In May 2005, Rowley announced that she was considering running against incumbent Representative John Kline for Minnesota's 2nd District seat in the United States House of Representatives in 2006. At the time of her announcement, she had been living in Apple Valley, Minnesota, for 15 years. Rowley had formerly voted and identified as a Republican, but on June 27, 2005, she announced that she was entering the race as a DFLer, and on July 6 officially kicked off her campaign at her home.

On August 18, 2005, Rowley attended a vigil in Crawford, Texas, outside President George W. Bush's ranch requesting that the president meet with Cindy Sheehan to answer Sheehan's questions about the War in Iraq and the death of Sheehan's son, Casey.

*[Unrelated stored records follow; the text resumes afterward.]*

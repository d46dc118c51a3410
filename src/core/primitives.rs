use chrono::{DateTime, NaiveDate, NaiveDateTime, Utc};

use crate::core::record::RaceTime;
use crate::error::{ScatterError, ScatterResult};

#[must_use]
pub fn naive_to_unix_seconds(time: NaiveDateTime) -> f64 {
    time.and_utc().timestamp_millis() as f64 / 1000.0
}

/// Unix seconds of 1 January 00:00 UTC of `year`.
pub fn year_to_unix_seconds(year: i32) -> ScatterResult<f64> {
    NaiveDate::from_ymd_opt(year, 1, 1)
        .and_then(|date| date.and_hms_opt(0, 0, 0))
        .map(naive_to_unix_seconds)
        .ok_or_else(|| ScatterError::InvalidData(format!("year {year} is out of range")))
}

#[must_use]
pub fn race_time_to_unix_seconds(time: RaceTime) -> f64 {
    naive_to_unix_seconds(time.to_naive_datetime())
}

pub fn unix_seconds_to_datetime(seconds: f64) -> ScatterResult<DateTime<Utc>> {
    if !seconds.is_finite() {
        return Err(ScatterError::InvalidData(
            "time value must be finite".to_owned(),
        ));
    }
    DateTime::<Utc>::from_timestamp_millis((seconds * 1000.0).round() as i64).ok_or_else(|| {
        ScatterError::InvalidData(format!("time value {seconds} is out of range"))
    })
}

#[cfg(test)]
mod tests {
    use super::{race_time_to_unix_seconds, unix_seconds_to_datetime, year_to_unix_seconds};
    use crate::core::RaceTime;

    #[test]
    fn year_instant_is_first_of_january() {
        assert_eq!(year_to_unix_seconds(1970).expect("valid"), 0.0);
        assert_eq!(year_to_unix_seconds(1971).expect("valid"), 31_536_000.0);
    }

    #[test]
    fn race_times_keep_their_spacing() {
        let a = race_time_to_unix_seconds(RaceTime::new(36, 15).expect("valid"));
        let b = race_time_to_unix_seconds(RaceTime::new(36, 50).expect("valid"));
        assert_eq!(b - a, 35.0);
        let back = unix_seconds_to_datetime(a).expect("in range");
        assert_eq!(back.format("%M:%S").to_string(), "36:15");
    }
}
/// What the keepalive ticker should do this tick.
#[derive(Clone, Copy, Debug, PartialEq, Eq)]
pub enum Beat {
    SendPing,
    Terminate,
    /// Already terminated; nothing more to do.
    Idle,
}

/// Ping/pong bookkeeping for one socket.
#[derive(Debug, Default)]
pub struct Heartbeat {
    awaiting_pong: bool,
    terminated: bool,
}

impl Heartbeat {
    pub fn new() -> Self {
        Self::default()
    }

    /// Called on each interval tick. A ping still unanswered at the next tick
    /// terminates the connection, once.
    pub fn on_tick(&mut self) -> Beat {
        if self.terminated {
            return Beat::Idle;
        }
        if self.awaiting_pong {
            self.terminated = true;
            return Beat::Terminate;
        }
        self.awaiting_pong = true;
        Beat::SendPing
    }

    /// Returns true when this pong answers an outstanding ping.
    pub fn on_pong(&mut self) -> bool {
        if self.terminated || !self.awaiting_pong {
            return false;
        }
        self.awaiting_pong = false;
        true
    }

    pub fn is_terminated(&self) -> bool {
        self.terminated
    }
}
use std::sync::Arc;

use tutoria_core::{ServerMessage, SessionRecord};
use tutoria_store::SessionStore;

use crate::error::{Result, SessionError};
use crate::registry::ConnectionRegistry;

/// Persists session records and fans them out to the session's live sockets.
pub struct Publisher {
    store: Arc<dyn SessionStore>,
    registry: Arc<ConnectionRegistry>,
}

impl Publisher {
    pub fn new(store: Arc<dyn SessionStore>, registry: Arc<ConnectionRegistry>) -> Self {
        Self { store, registry }
    }

    pub fn registry(&self) -> &Arc<ConnectionRegistry> {
        &self.registry
    }

    pub async fn load(&self, code: &str) -> Result<Option<SessionRecord>> {
        Ok(self.store.get(code).await?)
    }

    pub async fn load_existing(&self, code: &str) -> Result<SessionRecord> {
        self.load(code)
            .await?
            .ok_or_else(|| SessionError::NotFound(code.to_string()))
    }

    pub async fn persist(&self, record: &SessionRecord) -> Result<()> {
        self.store.set(&record.code, record).await?;
        Ok(())
    }

    /// Persist, then send the full record to every connected client.
    pub async fn publish(&self, record: &SessionRecord) -> Result<()> {
        self.persist(record).await?;
        let text = ServerMessage::session(record.clone()).to_text();
        let delivered = self.registry.broadcast(&record.connected_clients, &text);
        tracing::debug!(code = %record.code, delivered, "session published");
        Ok(())
    }

    /// Send `{isRunning}` for the record's current sandbox state.
    pub fn announce_status(&self, record: &SessionRecord) {
        let text = ServerMessage::status(record.is_vm_running).to_text();
        self.registry.broadcast(&record.connected_clients, &text);
    }
}

#[cfg(test)]
mod tests {
    use super::*;
    use crate::registry::Outbound;
    use tutoria_core::ConnectionId;
    use tutoria_store::MemorySessionStore;

    #[tokio::test]
    async fn publish_writes_then_broadcasts() {
        let store = Arc::new(MemorySessionStore::new());
        let registry = Arc::new(ConnectionRegistry::new(8));
        let id = ConnectionId::from_raw("ABCD:1");
        let mut rx = registry.register(id.clone());
        let publisher = Publisher::new(store.clone(), registry);

        let record = SessionRecord::new("ABCD", "u1", "en").with_client(id);
        publisher.publish(&record).await.unwrap();

        assert_eq!(store.snapshot("ABCD"), Some(record.clone()));
        match rx.try_recv().unwrap() {
            Outbound::Text(text) => {
                let value: serde_json::Value = serde_json::from_str(&text).unwrap();
                assert_eq!(value["code"], "ABCD");
            }
            other => panic!("unexpected frame {other:?}"),
        }

        publisher.announce_status(&record.with_vm_running(true));
        assert_eq!(
            rx.try_recv().unwrap(),
            Outbound::Text(r#"{"isRunning":true}"#.into())
        );
    }

    #[tokio::test]
    async fn load_existing_reports_missing() {
        let publisher = Publisher::new(
            Arc::new(MemorySessionStore::new()),
            Arc::new(ConnectionRegistry::new(8)),
        );
        assert!(matches!(
            publisher.load_existing("NOPE").await,
            Err(SessionError::NotFound(_))
        ));
    }
}
use serde::{Deserialize, Serialize};

/// Author of a text entry in the dialogue.
#[derive(Clone, Copy, Debug, PartialEq, Eq, Serialize, Deserialize)]
#[serde(rename_all = "lowercase")]
pub enum Role {
    User,
    Ai,
    Log,
}

/// Editor block the tutor's answer points at.
#[derive(Clone, Debug, Default, PartialEq, Eq, Serialize, Deserialize)]
#[serde(rename_all = "camelCase")]
pub struct BlockReference {
    #[serde(default, skip_serializing_if = "Option::is_none")]
    pub block_id: Option<String>,
    #[serde(default, skip_serializing_if = "Option::is_none")]
    pub block_name: Option<String>,
}

impl BlockReference {
    pub fn is_empty(&self) -> bool {
        self.block_id.is_none() && self.block_name.is_none()
    }
}

#[derive(Clone, Debug, PartialEq, Eq, Serialize, Deserialize)]
#[serde(tag = "type", rename_all = "camelCase")]
pub enum EntryBody {
    Text {
        role: Role,
        content: String,
        #[serde(default, skip_serializing_if = "Option::is_none")]
        block: Option<BlockReference>,
    },
    /// Sandbox output collected during one flush interval, in arrival order.
    GroupedLog { entries: Vec<String> },
}

/// One line of the session transcript.
#[derive(Clone, Debug, PartialEq, Eq, Serialize, Deserialize)]
pub struct DialogueEntry {
    pub id: u64,
    #[serde(flatten)]
    pub body: EntryBody,
}

impl DialogueEntry {
    pub fn text(id: u64, role: Role, content: impl Into<String>) -> Self {
        Self {
            id,
            body: EntryBody::Text {
                role,
                content: content.into(),
                block: None,
            },
        }
    }

    pub fn answer(id: u64, content: impl Into<String>, block: BlockReference) -> Self {
        Self {
            id,
            body: EntryBody::Text {
                role: Role::Ai,
                content: content.into(),
                block: (!block.is_empty()).then_some(block),
            },
        }
    }

    pub fn grouped_log(id: u64, entries: Vec<String>) -> Self {
        Self {
            id,
            body: EntryBody::GroupedLog { entries },
        }
    }

    pub fn role(&self) -> Option<Role> {
        match &self.body {
            EntryBody::Text { role, .. } => Some(*role),
            EntryBody::GroupedLog { .. } => None,
        }
    }

    pub fn is_user_text(&self) -> bool {
        self.role() == Some(Role::User)
    }
}

/// Id for the entry appended after `entries`.
pub fn next_id(entries: &[DialogueEntry]) -> u64 {
    entries.last().map_or(1, |e| e.id + 1)
}

/// Entries of `submitted` that `stored` does not hold yet, in order.
///
/// Entries are matched by body; ids are assigned by the server and may differ
/// from a client's copy. A submission that lags behind `stored` brings nothing.
pub fn fresh_entries<'a>(stored: &[DialogueEntry], submitted: &'a [DialogueEntry]) -> Vec<&'a DialogueEntry> {
    let shared = stored
        .iter()
        .zip(submitted)
        .take_while(|(s, c)| s.body == c.body)
        .count();
    let unmatched = &stored[shared..];
    submitted[shared..]
        .iter()
        .filter(|entry| !unmatched.iter().any(|s| s.body == entry.body))
        .collect()
}

/// `stored` followed by the fresh entries of `submitted`, renumbered.
pub fn merge(stored: &[DialogueEntry], submitted: &[DialogueEntry]) -> Vec<DialogueEntry> {
    let mut merged = stored.to_vec();
    for entry in fresh_entries(stored, submitted) {
        let id = next_id(&merged);
        merged.push(DialogueEntry {
            id,
            body: entry.body.clone(),
        });
    }
    merged
}
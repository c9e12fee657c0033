//! Session-level operations behind each socket: admission, dispatch of inbound
//! messages, and the bookkeeping when a socket goes away.

use std::sync::Arc;

use metrics::{counter, gauge};
use tokio::sync::mpsc;
use tracing::{info, instrument, warn};

use tutoria_core::{ConnectionId, ServerMessage, SessionRecord, ValidationReason};
use tutoria_settings::KeepaliveSettings;
use tutoria_telemetry::metrics::{WS_CONNECTIONS_ACTIVE, WS_CONNECTIONS_TOTAL};

use crate::control::SandboxController;
use crate::error::{Result, SessionError};
use crate::publish::Publisher;
use crate::registry::{ConnectionRegistry, Outbound};
use crate::sync::DialogueSynchronizer;
use crate::tasks::ConnectionTasks;

/// Work a socket hands to its dispatcher, in arrival order.
#[derive(Debug)]
pub enum Inbound {
    Document(Box<SessionRecord>),
    Open,
    Stop,
    /// A ping was answered; credit the interval to the session.
    Pong,
}

/// A socket that passed validation.
pub struct Admission {
    pub id: ConnectionId,
    pub outbound: mpsc::Receiver<Outbound>,
    pub record: SessionRecord,
}

pub struct Gateway {
    publisher: Arc<Publisher>,
    sync: DialogueSynchronizer,
    control: Arc<SandboxController>,
    keepalive: KeepaliveSettings,
}

impl Gateway {
    pub fn new(
        publisher: Arc<Publisher>,
        sync: DialogueSynchronizer,
        control: Arc<SandboxController>,
        keepalive: KeepaliveSettings,
    ) -> Self {
        Self {
            publisher,
            sync,
            control,
            keepalive,
        }
    }

    pub fn registry(&self) -> &Arc<ConnectionRegistry> {
        self.publisher.registry()
    }

    pub fn publisher(&self) -> &Arc<Publisher> {
        &self.publisher
    }

    pub fn control(&self) -> &Arc<SandboxController> {
        &self.control
    }

    pub fn keepalive(&self) -> &KeepaliveSettings {
        &self.keepalive
    }

    /// Validate a connection attempt and register its socket. Ids in the record
    /// without a live socket here are pruned. The new socket's queue already
    /// holds the current `{isRunning}`.
    #[instrument(skip(self, identity))]
    pub async fn admit(&self, code: &str, identity: &str) -> Result<Admission> {
        let stored = self
            .publisher
            .load(code)
            .await?
            .ok_or(ValidationReason::InvalidCode)?;
        if stored.owner_identity != identity {
            return Err(ValidationReason::InvalidIdentity.into());
        }

        let registry = self.registry();
        let id = ConnectionId::for_session(code);
        let outbound = registry.register(id.clone());
        let record = stored
            .retain_clients(|c| registry.is_live(c))
            .with_client(id.clone());
        if let Err(e) = self.publisher.persist(&record).await {
            registry.unregister(&id);
            return Err(e);
        }
        registry.send_to(&id, Outbound::Text(ServerMessage::status(record.is_vm_running).to_text()));

        counter!(WS_CONNECTIONS_TOTAL).increment(1);
        gauge!(WS_CONNECTIONS_ACTIVE).increment(1.0);
        info!(connection = %id, clients = record.connected_clients.len(), "client connected");
        Ok(Admission { id, outbound, record })
    }

    /// Handle one inbound message for session `code`.
    pub async fn dispatch(
        &self,
        code: &str,
        identity: &str,
        message: Inbound,
        tasks: &ConnectionTasks,
    ) -> Result<()> {
        match message {
            Inbound::Document(submitted) => {
                let outcome = self.sync.submit(code, *submitted, tasks).await?;
                tracing::debug!(code, ?outcome, "document handled");
            }
            Inbound::Open => {
                self.control.open(code, identity).await?;
            }
            Inbound::Stop => self.control.stop(code, identity).await?,
            Inbound::Pong => {
                let latest = self.publisher.load_existing(code).await?;
                let credited = latest.add_connected_time(self.keepalive.ping_interval_ms);
                self.publisher.persist(&credited).await?;
            }
        }
        Ok(())
    }

    /// Record that socket `id` is gone. The caller has already unregistered it.
    /// If the sandbox is running and no client is left, it is stopped. Returns
    /// whether this call stopped it.
    #[instrument(skip(self))]
    pub async fn disconnect(&self, code: &str, id: &ConnectionId) -> Result<bool> {
        gauge!(WS_CONNECTIONS_ACTIVE).decrement(1.0);
        let Some(stored) = self.publisher.load(code).await? else {
            return Ok(false);
        };
        let registry = self.registry();
        let mut next = stored
            .without_client(id)
            .retain_clients(|c| registry.is_live(c));

        let mut stopped = false;
        if next.is_vm_running && next.connected_clients.is_empty() {
            if let Err(e) = self.control.stop_abandoned(&next).await {
                warn!(code, error = %e, "failed to stop abandoned sandbox");
            }
            next = next.with_vm_running(false);
            stopped = true;
        }
        self.publisher.persist(&next).await?;
        info!(connection = %id, remaining = next.connected_clients.len(), stopped, "client disconnected");
        Ok(stopped)
    }

    /// Tell one socket about a failed dispatch. Returns true when the
    /// connection must close.
    pub fn report(&self, id: &ConnectionId, err: &SessionError) -> bool {
        let registry = self.registry();
        registry.send_to(id, Outbound::Text(err.client_message().to_text()));
        match err.close_reason() {
            Some(reason) => {
                registry.send_to(id, Outbound::Close(reason.to_string()));
                true
            }
            None => false,
        }
    }
}

#[cfg(test)]
pub(crate) mod tests {
    use super::*;
    use crate::control::tests::FakeSandbox;
    use std::sync::atomic::Ordering;
    use tutoria_llm::{MockCodeGenerator, MockTutor};
    use tutoria_sandbox::SandboxControl;
    use tutoria_store::MemorySessionStore;

    pub(crate) struct Harness {
        pub store: Arc<MemorySessionStore>,
        pub sandbox: Arc<FakeSandbox>,
        pub gateway: Gateway,
    }

    pub(crate) fn harness(records: Vec<SessionRecord>) -> Harness {
        let store = Arc::new(MemorySessionStore::with_records(records));
        let registry = Arc::new(ConnectionRegistry::new(64));
        let publisher = Arc::new(Publisher::new(store.clone(), registry));
        let sandbox = Arc::new(FakeSandbox::default());
        let control = Arc::new(SandboxController::new(
            publisher.clone(),
            sandbox.clone(),
            Arc::new(MockCodeGenerator::returning("sleep 30")),
            "/sandbox",
        ));
        let sync = DialogueSynchronizer::new(publisher.clone(), Arc::new(MockTutor::new(vec![])));
        Harness {
            store,
            sandbox,
            gateway: Gateway::new(publisher, sync, control, KeepaliveSettings::default()),
        }
    }

    fn session() -> SessionRecord {
        SessionRecord::new("ABCD", "u1", "en")
    }

    #[tokio::test]
    async fn unknown_code_is_rejected() {
        let h = harness(vec![]);
        let err = h.gateway.admit("NOPE", "u1").await.err().unwrap();
        assert_eq!(err.close_reason(), Some(ValidationReason::InvalidCode));
        assert_eq!(h.gateway.registry().count(), 0);
    }

    #[tokio::test]
    async fn wrong_identity_is_rejected() {
        let h = harness(vec![session()]);
        let err = h.gateway.admit("ABCD", "someone").await.err().unwrap();
        assert_eq!(err.close_reason(), Some(ValidationReason::InvalidIdentity));
    }

    #[tokio::test]
    async fn admission_prunes_stale_ids_and_reports_status() {
        let stale = session()
            .with_client(ConnectionId::from_raw("ABCD:stale"))
            .with_vm_running(true);
        let h = harness(vec![stale]);
        let mut admission = h.gateway.admit("ABCD", "u1").await.unwrap();

        assert_eq!(admission.record.connected_clients, vec![admission.id.clone()]);
        assert_eq!(
            h.store.snapshot("ABCD").unwrap().connected_clients,
            vec![admission.id.clone()]
        );
        assert!(admission.id.as_str().starts_with("ABCD:"));
        assert_eq!(
            admission.outbound.try_recv().unwrap(),
            Outbound::Text(r#"{"isRunning":true}"#.into())
        );
    }

    #[tokio::test]
    async fn last_disconnect_stops_running_sandbox_once() {
        let h = harness(vec![session()]);
        let a = h.gateway.admit("ABCD", "u1").await.unwrap();
        let b = h.gateway.admit("ABCD", "u1").await.unwrap();
        let tasks = ConnectionTasks::new();
        h.gateway.dispatch("ABCD", "u1", Inbound::Open, &tasks).await.unwrap();
        assert!(h.store.snapshot("ABCD").unwrap().is_vm_running);

        h.gateway.registry().unregister(&a.id);
        assert!(!h.gateway.disconnect("ABCD", &a.id).await.unwrap());
        assert!(h.sandbox.is_running("ABCD"));
        assert_eq!(h.sandbox.stops.load(Ordering::SeqCst), 0);

        h.gateway.registry().unregister(&b.id);
        assert!(h.gateway.disconnect("ABCD", &b.id).await.unwrap());
        assert!(!h.sandbox.is_running("ABCD"));
        assert_eq!(h.sandbox.stops.load(Ordering::SeqCst), 1);

        let record = h.store.snapshot("ABCD").unwrap();
        assert!(!record.is_vm_running);
        assert!(record.connected_clients.is_empty());
    }

    #[tokio::test]
    async fn simultaneous_last_disconnects_stop_once() {
        let h = harness(vec![session()]);
        let a = h.gateway.admit("ABCD", "u1").await.unwrap();
        let b = h.gateway.admit("ABCD", "u1").await.unwrap();
        h.gateway
            .dispatch("ABCD", "u1", Inbound::Open, &ConnectionTasks::new())
            .await
            .unwrap();

        h.gateway.registry().unregister(&a.id);
        h.gateway.registry().unregister(&b.id);
        h.gateway.disconnect("ABCD", &a.id).await.unwrap();
        h.gateway.disconnect("ABCD", &b.id).await.unwrap();
        assert_eq!(h.sandbox.stops.load(Ordering::SeqCst), 1);
    }

    #[tokio::test]
    async fn pong_credits_connected_time() {
        let h = harness(vec![session()]);
        let tasks = ConnectionTasks::new();
        h.gateway.dispatch("ABCD", "u1", Inbound::Pong, &tasks).await.unwrap();
        h.gateway.dispatch("ABCD", "u1", Inbound::Pong, &tasks).await.unwrap();
        assert_eq!(h.store.snapshot("ABCD").unwrap().stats.total_connected_ms, 10_000);
    }

    #[tokio::test]
    async fn validation_failure_queues_error_then_close() {
        let h = harness(vec![session()]);
        let mut admission = h.gateway.admit("ABCD", "u1").await.unwrap();
        let _status = admission.outbound.try_recv().unwrap();

        let closes = h
            .gateway
            .report(&admission.id, &SessionError::from(ValidationReason::InvalidIdentity));
        assert!(closes);
        assert_eq!(
            admission.outbound.try_recv().unwrap(),
            Outbound::Text(r#"{"error":"Invalid identity"}"#.into())
        );
        assert_eq!(
            admission.outbound.try_recv().unwrap(),
            Outbound::Close("Invalid identity".into())
        );
    }
}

On January 3, 2006, an unauthorized professionally retouched image appeared on Rowley's campaign website. This image depicted Kline, a retired Marine Corps colonel, as Colonel Klink from Hogan's Heroes. Kline objected to the photo, and the Rowley campaign removed the image the same day and initiated an investigation. Rowley apologized quickly.

Representative John Murtha (D-PA) endorsed Rowley. He visited the district during the campaign and held a rally for Rowley at the local VFW in Rosemount, while veterans protested outside. The Rowley campaign subsequently focused efforts on veterans' groups and others with direct experience of the war in Iraq. Financing her campaign proved difficult. Opposing an incumbent conservative such as Kline in a conservative district did not attract money from the most robust Democratic resources, such as the DNC.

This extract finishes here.